Return, exactly and in full, the lines of the records below starting at the one with "payload all yield" and ending at the one with "stored character record, starting", and no other lines.

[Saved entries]
□ □ □ □ □ □ □
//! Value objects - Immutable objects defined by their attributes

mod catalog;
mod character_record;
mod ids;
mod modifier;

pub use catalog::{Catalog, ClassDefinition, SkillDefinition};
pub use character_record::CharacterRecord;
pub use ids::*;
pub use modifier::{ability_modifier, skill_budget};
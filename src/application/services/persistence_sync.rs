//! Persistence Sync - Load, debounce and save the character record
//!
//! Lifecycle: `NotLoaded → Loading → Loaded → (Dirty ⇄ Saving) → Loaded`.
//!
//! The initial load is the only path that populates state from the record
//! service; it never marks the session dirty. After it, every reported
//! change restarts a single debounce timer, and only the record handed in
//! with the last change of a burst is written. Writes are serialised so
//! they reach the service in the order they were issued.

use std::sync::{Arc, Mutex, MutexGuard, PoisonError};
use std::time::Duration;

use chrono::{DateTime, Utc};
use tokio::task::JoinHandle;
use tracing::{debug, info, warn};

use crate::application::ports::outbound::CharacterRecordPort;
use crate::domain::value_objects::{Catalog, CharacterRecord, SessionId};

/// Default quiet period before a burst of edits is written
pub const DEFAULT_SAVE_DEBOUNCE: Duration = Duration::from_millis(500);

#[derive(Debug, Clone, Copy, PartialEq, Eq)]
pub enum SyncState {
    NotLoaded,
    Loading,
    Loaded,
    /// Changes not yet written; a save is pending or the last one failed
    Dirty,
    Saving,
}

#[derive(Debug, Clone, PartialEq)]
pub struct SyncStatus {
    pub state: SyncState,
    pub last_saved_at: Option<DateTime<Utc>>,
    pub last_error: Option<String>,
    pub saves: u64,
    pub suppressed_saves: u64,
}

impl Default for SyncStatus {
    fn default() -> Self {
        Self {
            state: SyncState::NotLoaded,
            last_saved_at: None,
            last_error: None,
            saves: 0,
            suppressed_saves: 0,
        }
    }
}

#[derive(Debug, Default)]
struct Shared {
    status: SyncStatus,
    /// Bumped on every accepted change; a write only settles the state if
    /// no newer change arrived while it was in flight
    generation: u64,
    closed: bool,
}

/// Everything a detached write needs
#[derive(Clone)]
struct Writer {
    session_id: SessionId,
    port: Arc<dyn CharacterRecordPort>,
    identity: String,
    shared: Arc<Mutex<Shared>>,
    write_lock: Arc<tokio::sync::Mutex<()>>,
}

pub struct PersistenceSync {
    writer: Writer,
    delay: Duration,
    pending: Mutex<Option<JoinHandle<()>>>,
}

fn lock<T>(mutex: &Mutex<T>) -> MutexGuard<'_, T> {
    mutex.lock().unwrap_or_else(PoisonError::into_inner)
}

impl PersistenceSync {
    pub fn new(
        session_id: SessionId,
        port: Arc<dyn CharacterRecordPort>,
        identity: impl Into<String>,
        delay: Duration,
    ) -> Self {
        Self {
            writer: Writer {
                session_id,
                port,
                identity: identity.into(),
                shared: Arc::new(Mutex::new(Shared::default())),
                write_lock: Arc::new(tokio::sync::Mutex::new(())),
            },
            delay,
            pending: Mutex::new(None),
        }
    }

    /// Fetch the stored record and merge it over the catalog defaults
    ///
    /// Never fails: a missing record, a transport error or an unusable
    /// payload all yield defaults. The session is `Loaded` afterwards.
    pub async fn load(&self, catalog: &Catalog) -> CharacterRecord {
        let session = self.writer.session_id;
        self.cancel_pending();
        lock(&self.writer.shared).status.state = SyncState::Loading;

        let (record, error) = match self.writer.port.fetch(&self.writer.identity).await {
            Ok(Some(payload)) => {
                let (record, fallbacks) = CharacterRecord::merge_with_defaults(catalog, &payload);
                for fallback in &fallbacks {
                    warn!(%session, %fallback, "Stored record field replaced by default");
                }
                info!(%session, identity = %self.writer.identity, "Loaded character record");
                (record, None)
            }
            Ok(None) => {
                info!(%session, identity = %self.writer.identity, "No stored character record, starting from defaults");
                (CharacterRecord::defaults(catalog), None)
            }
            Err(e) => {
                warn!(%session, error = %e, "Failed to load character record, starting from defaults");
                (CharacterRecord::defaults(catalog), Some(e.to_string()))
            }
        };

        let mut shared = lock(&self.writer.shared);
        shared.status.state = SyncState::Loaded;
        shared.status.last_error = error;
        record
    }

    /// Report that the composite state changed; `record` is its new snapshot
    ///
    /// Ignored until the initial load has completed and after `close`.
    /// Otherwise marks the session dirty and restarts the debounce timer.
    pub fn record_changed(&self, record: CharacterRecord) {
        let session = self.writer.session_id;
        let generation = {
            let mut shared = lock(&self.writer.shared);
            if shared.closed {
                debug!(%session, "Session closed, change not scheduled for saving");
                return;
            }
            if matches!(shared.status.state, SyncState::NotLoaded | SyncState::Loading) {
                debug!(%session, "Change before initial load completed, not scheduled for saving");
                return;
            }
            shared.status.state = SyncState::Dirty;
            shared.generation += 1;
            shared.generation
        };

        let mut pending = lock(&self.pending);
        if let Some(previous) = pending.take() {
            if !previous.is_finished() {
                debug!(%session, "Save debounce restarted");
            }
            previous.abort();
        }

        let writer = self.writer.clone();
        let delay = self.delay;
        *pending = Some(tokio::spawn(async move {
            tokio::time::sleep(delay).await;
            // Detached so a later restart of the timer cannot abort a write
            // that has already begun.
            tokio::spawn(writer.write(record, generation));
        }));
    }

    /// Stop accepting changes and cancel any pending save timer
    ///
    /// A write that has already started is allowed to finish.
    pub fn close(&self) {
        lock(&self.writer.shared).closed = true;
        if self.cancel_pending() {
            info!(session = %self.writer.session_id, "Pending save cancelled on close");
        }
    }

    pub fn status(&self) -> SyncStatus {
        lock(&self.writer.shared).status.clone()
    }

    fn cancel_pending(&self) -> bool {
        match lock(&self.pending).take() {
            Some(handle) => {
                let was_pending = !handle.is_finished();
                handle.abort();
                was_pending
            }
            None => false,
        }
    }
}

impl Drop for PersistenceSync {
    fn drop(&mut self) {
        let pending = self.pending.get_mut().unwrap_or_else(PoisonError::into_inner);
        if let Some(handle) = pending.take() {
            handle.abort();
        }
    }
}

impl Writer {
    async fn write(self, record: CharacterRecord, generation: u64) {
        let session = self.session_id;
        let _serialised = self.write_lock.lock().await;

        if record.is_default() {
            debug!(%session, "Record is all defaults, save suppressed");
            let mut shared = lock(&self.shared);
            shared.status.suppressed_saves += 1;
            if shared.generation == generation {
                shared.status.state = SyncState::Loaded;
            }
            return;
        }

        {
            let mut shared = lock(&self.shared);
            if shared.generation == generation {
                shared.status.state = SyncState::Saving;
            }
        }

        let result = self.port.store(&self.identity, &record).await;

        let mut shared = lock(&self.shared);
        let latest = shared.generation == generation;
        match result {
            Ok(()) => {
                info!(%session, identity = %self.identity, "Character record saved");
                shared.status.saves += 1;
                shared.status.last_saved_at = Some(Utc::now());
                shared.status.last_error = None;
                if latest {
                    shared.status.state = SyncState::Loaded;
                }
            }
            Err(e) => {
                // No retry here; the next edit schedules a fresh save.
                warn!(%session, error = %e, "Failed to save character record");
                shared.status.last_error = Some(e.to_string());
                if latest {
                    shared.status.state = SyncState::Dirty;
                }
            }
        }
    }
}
□ □ □ □ □ □ □
[Your response]
    /// payload all yield defaults. The session is `Loaded` afterwards.
    pub async fn load(&self, catalog: &Catalog) -> CharacterRecord {
        let session = self.writer.session_id;
        self.cancel_pending();
        lock(&self.writer.shared).status.state = SyncState::Loading;

        let (record, error) = match self.writer.port.fetch(&self.writer.identity).await {
            Ok(Some(payload)) => {
                let (record, fallbacks) = CharacterRecord::merge_with_defaults(catalog, &payload);
                for fallback in &fallbacks {
                    warn!(%session, %fallback, "Stored record field replaced by default");
                }
                info!(%session, identity = %self.writer.identity, "Loaded character record");
                (record, None)
            }
            Ok(None) => {
                info!(%session, identity = %self.writer.identity, "No stored character record, starting from defaults");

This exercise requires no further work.